**Exercise requirements**
The lines to copy from the listing below are those that contain the string "complete".

Records shown section start

/// Static lookup from an 11-character NID hash to its canonical symbol name.
///
/// Entries are sorted by hash and searched with `binary_search_by_key`, the
/// same structure the zero-copy table views elsewhere in this crate use for
/// sorted lookup. The full table is generated offline from the ps4libdoc
/// dataset by a tool out of scope for this crate; `builtin()` ships a small
/// representative sample so the codec can be exercised end to end, and
/// `from_entries` lets a host substitute a complete table without touching
/// the loader core.
pub struct NidTable {
    entries: Vec<(String, String)>,
}

impl NidTable {
    /// Builds a table from `(hash, name)` pairs, sorting them for lookup.
    pub fn from_entries<I, H, N>(entries: I) -> Self
    where
        I: IntoIterator<Item = (H, N)>,
        H: Into<String>,
        N: Into<String>,
    {
        let mut entries: Vec<(String, String)> = entries
            .into_iter()
            .map(|(h, n)| (h.into(), n.into()))
            .collect();
        entries.sort_by(|a, b| a.0.cmp(&b.0));
        NidTable { entries }
    }

    /// Looks up `hash`, returning the input unchanged on a miss.
    pub fn lookup<'a>(&'a self, hash: &'a str) -> &'a str {
        match self.entries.binary_search_by(|(h, _)| h.as_str().cmp(hash)) {
            Ok(idx) => self.entries[idx].1.as_str(),
            Err(_) => hash,
        }
    }

    pub fn len(&self) -> usize {
        self.entries.len()
    }

    pub fn is_empty(&self) -> bool {
        self.entries.is_empty()
    }

    /// A small representative sample of well-known libkernel/libc NIDs,
    /// sufficient to exercise the codec end to end. A complete table
    /// produced by an external generator should be loaded with
    /// [`NidTable::from_entries`] instead.
    pub fn builtin() -> Self {
        Self::from_entries(BUILTIN_NIDS.iter().map(|&(h, n)| (h, n)))
    }
}

impl Default for NidTable {
    fn default() -> Self {
        Self::builtin()
    }
}

/// A small sample of real PS4 NIDs (libkernel and libSceLibcInternal) used
/// as the built-in table. Sourced informally from the well-known ps4libdoc
/// mappings; not exhaustive.
const BUILTIN_NIDS: &[(&str, &str)] = &[
    ("Xjoosiw+XPI", "sceKernelMapNamedFlexibleMemory"),
    ("WB411CIVz5s", "sceKernelGetProcessTime"),
    ("aeEzr5nSlzQ", "sceKernelIsNeoMode"),
    ("b8LwayiiaIU", "sceKernelAllocateMainDirectMemory"),
    ("cWwEJqCbUy8", "sceKernelMapDirectMemory"),
    ("rdIOxvtOjZ0", "sceKernelReleaseDirectMemory"),
    ("WD6BTesJWkg", "sceKernelGetPageTableStats"),
    ("6xVpy0Fdq+I", "memcpy"),
    ("Vxq2SdgR9PM", "memset"),
    ("J4VpLsk+EXo", "strlen"),
];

Records shown section end

**Solution to this task**
/// `from_entries` lets a host substitute a complete table without touching
    /// sufficient to exercise the codec end to end. A complete table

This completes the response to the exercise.